_PROBLEM DETAILS_
Each line in the listing below needs to be transcribed exactly.
┌────────
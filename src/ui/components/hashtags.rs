// SPDX-License-Identifier: MIT
// SPDX-FileCopyrightText: 2025 Alexander Minges

//! Hashtag input in an MVU-friendly shape.

use eframe::egui;

use crate::config::ValidationConfig;
use crate::models::{HashtagValidator, Validity};

/// UI model for the hashtag field: raw text plus the outcome of its last validation.
#[derive(Clone, Default, Debug, PartialEq, Eq)]
pub struct HashtagsModel {
    text: String,
    validity: Validity,
}

/// Messages emitted by the hashtag view.
#[derive(Clone, Debug, PartialEq, Eq)]
pub enum HashtagsMsg {
    InputChanged(String),
    Clear,
}

impl HashtagsModel {
    pub fn text(&self) -> &str {
        &self.text
    }

    pub fn validity(&self) -> Validity {
        self.validity
    }
}

/// Apply a message and re-validate. Returns the fresh outcome for the submit gate.
pub fn update(model: &mut HashtagsModel, msg: HashtagsMsg, validator: &HashtagValidator) -> Validity {
    match msg {
        HashtagsMsg::InputChanged(text) => model.text = text,
        HashtagsMsg::Clear => model.text.clear(),
    }
    model.validity = validator.validate(&model.text);
    model.validity
}

/// Render the hashtag field with its inline error text.
pub fn view(ui: &mut egui::Ui, model: &HashtagsModel, config: &ValidationConfig) -> Vec<HashtagsMsg> {
    let mut msgs = Vec::new();

    ui.label(format!("{} Hashtags", egui_phosphor::regular::HASH));
    ui.add_space(4.0);

    let mut buffer = model.text.clone();
    let response = ui.add(
        egui::TextEdit::singleline(&mut buffer)
            .hint_text("#sunset #sea")
            .desired_width(f32::INFINITY),
    );
    if response.changed() {
        msgs.push(HashtagsMsg::InputChanged(buffer));
    }

    ui.label(
        egui::RichText::new(format!(
            "Up to {} hashtags separated by spaces; letters and digits only.",
            config.max_hashtag_count
        ))
        .small()
        .color(egui::Color32::from_gray(110)),
    );

    if let Some(kind) = model.validity().error() {
        ui.colored_label(ui.visuals().error_fg_color, kind.message(config));
    }

    msgs
}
└────────
_RESPONSE BOX_
filename src/ui/components/hashtags.rs
// SPDX-License-Identifier: MIT
// SPDX-FileCopyrightText: 2025 Alexander Minges

//! Hashtag input in an MVU-friendly shape.

use eframe::egui;

use crate::config::ValidationConfig;
use crate::models::{HashtagValidator, Validity};

/// UI model for the hashtag field: raw text plus the outcome of its last validation.
#[derive(Clone, Default, Debug, PartialEq, Eq)]
pub struct HashtagsModel {
    text: String,
    validity: Validity,
}

/// Messages emitted by the hashtag view.
#[derive(Clone, Debug, PartialEq, Eq)]
pub enum HashtagsMsg {
    InputChanged(String),
    Clear,
}

impl HashtagsModel {
    pub fn text(&self) -> &str {
        &self.text
    }

    pub fn validity(&self) -> Validity {
        self.validity
    }
}

/// Apply a message and re-validate. Returns the fresh outcome for the submit gate.
pub fn update(model: &mut HashtagsModel, msg: HashtagsMsg, validator: &HashtagValidator) -> Validity {
    match msg {
        HashtagsMsg::InputChanged(text) => model.text = text,
        HashtagsMsg::Clear => model.text.clear(),
    }
    model.validity = validator.validate(&model.text);
    model.validity
}

/// Render the hashtag field with its inline error text.
pub fn view(ui: &mut egui::Ui, model: &HashtagsModel, config: &ValidationConfig) -> Vec<HashtagsMsg> {
    let mut msgs = Vec::new();

    ui.label(format!("{} Hashtags", egui_phosphor::regular::HASH));
    ui.add_space(4.0);

    let mut buffer = model.text.clone();
    let response = ui.add(
        egui::TextEdit::singleline(&mut buffer)
            .hint_text("#sunset #sea")
            .desired_width(f32::INFINITY),
    );
    if response.changed() {
        msgs.push(HashtagsMsg::InputChanged(buffer));
    }

    ui.label(
        egui::RichText::new(format!(
            "Up to {} hashtags separated by spaces; letters and digits only.",
            config.max_hashtag_count
        ))
        .small()
        .color(egui::Color32::from_gray(110)),
    );

    if let Some(kind) = model.validity().error() {
        ui.colored_label(ui.visuals().error_fg_color, kind.message(config));
    }

    msgs
}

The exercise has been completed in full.